Perhaps it was the delirious states we were in, or maybe that we hadn't really noticed the giant dent in the door before - but after parking on the beach, we saw the damage.
For fuck's sake.
Then after much deliberation and cursing the car that had hit and run, we realised it had been there the whole time.
The boat driver lost the plot
Perhaps he also had heat stroke. Either way, we took a boat trip around the coastline, where the captain would talk us through all the opulence and wealth we could see through a massive loudspeaker.
He was kind of droning on and on, "This was Bridget Bardot's house..." (Whatever, pass me the water, bitch). When entering one of the bays, a boat cut in front of him and he completely went off his merry little rocker.

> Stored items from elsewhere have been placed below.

use std::path::PathBuf;
use thiserror::Error;

/// Failures talking to the log backend. The `Display` text is what ends up
/// in the status banner after the `Error: ` prefix.
#[derive(Debug, Error)]
pub enum ClientError {
    #[error("invalid backend url '{0}'")]
    InvalidBaseUrl(String),

    #[error("could not read {}: {source}", .path.display())]
    ReadFile {
        path: PathBuf,
        #[source]
        source: std::io::Error,
    },

    #[error(transparent)]
    Http(#[from] reqwest::Error),

    #[error("malformed response: {0}")]
    Decode(#[from] serde_json::Error),
}

#[derive(Debug, Error)]
pub enum ConfigError {
    #[error("no configuration directory on this platform")]
    NoConfigDir,

    #[error("config file i/o: {0}")]
    Io(#[from] std::io::Error),

    #[error("config file is not valid TOML: {0}")]
    Parse(#[from] toml::de::Error),

    #[error("could not serialize config: {0}")]
    Serialize(#[from] toml::ser::Error),
}
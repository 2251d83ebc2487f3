use eframe::{egui::{*}, Frame};
use log::info;

use super::ui::*;
use super::upload_search_page::*;
use super::log_page::*;
use super::settings_page::*;

pub const APP_NAME : &str = "Log Panel";

const APP_SIDEBAR_WIDTH : f32 = 180.0;
const APP_TITLE_PADDING : f32 = 12.0;
pub const APP_HEADER_PADDING : f32 = 20.0;

/// State every tab can see.
#[derive(Default)]
pub struct AppModel {
    pub config: Config,
    /// One line per finished operation, oldest first.
    pub activity: Vec<String>,
}
impl AppModel {
    pub fn new(config: Config) -> Self {
        Self { config, activity: Vec::new() }
    }

    pub fn record(&mut self, line: String) {
        info!("{}", line);
        self.activity.push(line);
    }
}

/// Application root: holds the tabs, the active tab index and the shared model.
pub struct App {
    pages: Vec<Box<dyn TabPage>>,
    active: usize,

    // To make it so the tabs have global information access
    model : AppModel,
}

impl App {
    pub fn new(_cc: &eframe::CreationContext<'_>, config: Config) -> Self {
        let pages: Vec<Box<dyn TabPage>> = vec![
            Box::new(UploadSearchPage::default()),
            Box::new(SettingsPage::new(&config)),
            Box::new(LogPage::default()),
        ];

        let mut model = AppModel::new(config);
        model.record(format!("Welcome to {} ver. {}, backend at {}",
            APP_NAME, env!("CARGO_PKG_VERSION"), model.config.backend_url));

        Self {
            pages,
            active: 0,
            model,
        }
    }
}

impl eframe::App for App {
    fn update(&mut self, ctx: &Context, _frame: &mut Frame) {
        ctx.set_pixels_per_point(self.model.config.pixels_per_point);

        for page in self.pages.iter_mut() {
            page.poll(ctx, &mut self.model);
        }

        // LEFT SIDEBAR
        SidePanel::left("sidebar")
            .exact_width(APP_SIDEBAR_WIDTH)
            .resizable(false)
            .show(ctx, |ui| {
                ui.vertical_centered(|ui| {
                    ui.heading(APP_NAME);
                });

                ui.add_space(APP_TITLE_PADDING);

                ScrollArea::vertical().auto_shrink([false, false]).show(ui, |ui| {
                    for i in 0..self.pages.len() {
                        let label = self.pages[i].label();
                        let resp = ui.selectable_label(self.active == i, label);
                        if resp.clicked() {
                            self.active = i;
                        }
                    }
                });
            });

        // RIGHT CONTENT
        CentralPanel::default().show(ctx, |ui| {
            ui.add_space(8.0);

            if let Some(page) = self.pages.get_mut(self.active) {
                page.ui(ui, &mut self.model);
            } else {
                ui.label("No page selected.");
            }
        });
    }
}
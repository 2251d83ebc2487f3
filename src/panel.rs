//! View state of the upload & search panel and the pure transitions that
//! apply an operation's outcome to it.

use std::path::PathBuf;
use serde_json::Value;

use super::backend::{SearchReply, UploadReply};

pub const NO_FILE_PROMPT : &str = "Please select a .tgz file to upload.";
pub const SEARCH_COMPLETED : &str = "Search completed successfully.";
pub const NO_RESULTS : &str = "No results found.";
const UPLOAD_FALLBACK : &str = "An error occurred while processing the file.";
const SEARCH_FALLBACK : &str = "An error occurred during the search.";

#[derive(Debug, Clone, PartialEq)]
pub struct SelectedFile {
    pub path: PathBuf,
    pub name: String,
}
impl SelectedFile {
    pub fn from_path(path: PathBuf) -> Self {
        let name = path.file_name()
            .map(|n| n.to_string_lossy().into_owned())
            .unwrap_or_else(|| path.to_string_lossy().into_owned());
        Self { path, name }
    }
}

#[derive(Debug, Clone, Default, PartialEq)]
pub struct SearchCriteria {
    pub search_string: String,
    pub earliest_time: String,
    pub latest_time: String,
}
impl SearchCriteria {
    /// Query parameters for the search endpoint, skipping empty fields.
    pub fn query_pairs(&self) -> Vec<(&'static str, &str)> {
        [
            ("searchstring", self.search_string.as_str()),
            ("EarliestTime", self.earliest_time.as_str()),
            ("LatestTime", self.latest_time.as_str()),
        ]
        .into_iter()
        .filter(|(_, value)| !value.is_empty())
        .collect()
    }
}

#[derive(Debug, Default)]
pub struct PanelState {
    pub selected_file: Option<SelectedFile>,
    pub status: String,
    /// Only ever raised by uploads.
    pub loading: bool,
    pub criteria: SearchCriteria,
    pub results: Vec<Value>,
}

impl PanelState {
    pub fn select_file(&mut self, file: SelectedFile) {
        self.selected_file = Some(file);
    }

    /// Returns the file to send, or `None` after prompting for one.
    pub fn begin_upload(&mut self) -> Option<SelectedFile> {
        match &self.selected_file {
            Some(file) => {
                self.loading = true;
                Some(file.clone())
            }
            None => {
                self.status = NO_FILE_PROMPT.to_string();
                None
            }
        }
    }

    pub fn finish_upload(&mut self, reply: UploadReply) {
        match reply {
            UploadReply::Processed { files_processed, results } => {
                self.status = format!("Files processed successfully: {files_processed}");
                self.results = results;
            }
            // Results from an earlier operation stay on screen here.
            UploadReply::Rejected { error } => {
                self.status = error_status(error.as_deref().unwrap_or(UPLOAD_FALLBACK));
            }
            UploadReply::Transport(message) => {
                self.status = error_status(&message);
            }
        }
        self.loading = false;
    }

    pub fn finish_search(&mut self, reply: SearchReply) {
        match reply {
            SearchReply::Found(records) if records.is_empty() => {
                self.status = NO_RESULTS.to_string();
                self.results.clear();
            }
            SearchReply::Found(records) => {
                self.status = SEARCH_COMPLETED.to_string();
                self.results = records;
            }
            SearchReply::Invalid(groups) => {
                let joined = groups.iter()
                    .map(|(field, messages)| format!("{field}: {}", messages.join(", ")))
                    .collect::<Vec<_>>()
                    .join("\n");
                self.status = if joined.is_empty() {
                    error_status(SEARCH_FALLBACK)
                } else {
                    error_status(&joined)
                };
                self.results.clear();
            }
            SearchReply::Rejected { error } => {
                self.status = error_status(error.as_deref().unwrap_or(SEARCH_FALLBACK));
                self.results.clear();
            }
            SearchReply::Transport(message) => {
                self.status = error_status(&message);
                self.results.clear();
            }
        }
    }

    pub fn status_is_error(&self) -> bool {
        self.status.contains("Error")
    }
}

fn error_status(message: &str) -> String {
    format!("Error: {message}")
}

/// Two-space indented JSON, as shown in the results list.
pub fn render_record(record: &Value) -> String {
    serde_json::to_string_pretty(record).unwrap_or_else(|_| record.to_string())
}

Not sure whose fault this actually was, but a large argument ensued, with the guy continuing to use his megaphone as his instrument of choice.
"What the hell do you think you're doing? I am WORKING here. YOU'RE FUCKING DRUNK MAN! Look at you in your British boat.....Now on the left you'll see the mansion of Mick Jagger, the pink house over there, and on the right the house of Elton John."
He just kind of carried on like nothing had happened, while all his 'fucks' kind of reverberated around the families and children around us. Obscene, yet highly amusing.
We went to Monaco, missed our train back
Quick history lesson. Monaco has highest GDP in the world, Most densely populated country in the world. Has the most super cars in the world. The prince of Monaco married a South African. (She also tried to run away, apparently). It's casino is the most famous. It's a tax haven. No one pays income tax, people are more loaded than Boris Yeltsin after a vodka convention. Last time I saw Monaco, I was backpacking and had no money. I ate a dry baguette from the one supermarket there and then went back to France.
The Brit was dying to see it, bless him and all the Ferraris there, and we had a few drinks and some dinner at this beautiful beach club. Then we missed our train back to Nice by one minute, and ended up paying 100 extra euros to get back to our hotel by taxi.
Despite all of the above, we had such a lovely weekend. If there's a place you want to get heatstroke, overdose on medication and have your car sideswiped while a man loses it over a megaphone on a boat, this is it.
The place reminds me of Cape Town. the difference is, that it's really the full package. You can swim in the sea (it's beautiful and warm, shark-free and there are no waves. So you can just float, endlessly, on your little pool noodle all day long if you like). The food is amazing - slap my thigh and call me Elodie - we had cheese, endless sorbets, fresh fish and tapenade.
We drove up into the mountains to see two places of interest - the first was Eze ('Airs'), with a little medieval town perched precariously on the hill. You wind your way up through the higgledy-piggledy paths, stopping for a drink and plump marinated olives.
We also drove to Grasse, the perfume-making capital of the world. Like one would do the wine route, you can literally do a perfume route in around Grasse. There are centuries-old perfumeries operating there, and the town smells of violets, lavender and vanilla, at every turn.
Again, with small cobbled streets, blue shutters, and sunbaked buildings everywhere. The south of France is a hedonistic explosion of smells, sights and flavours.
Oh, and don't get me started on the crepes.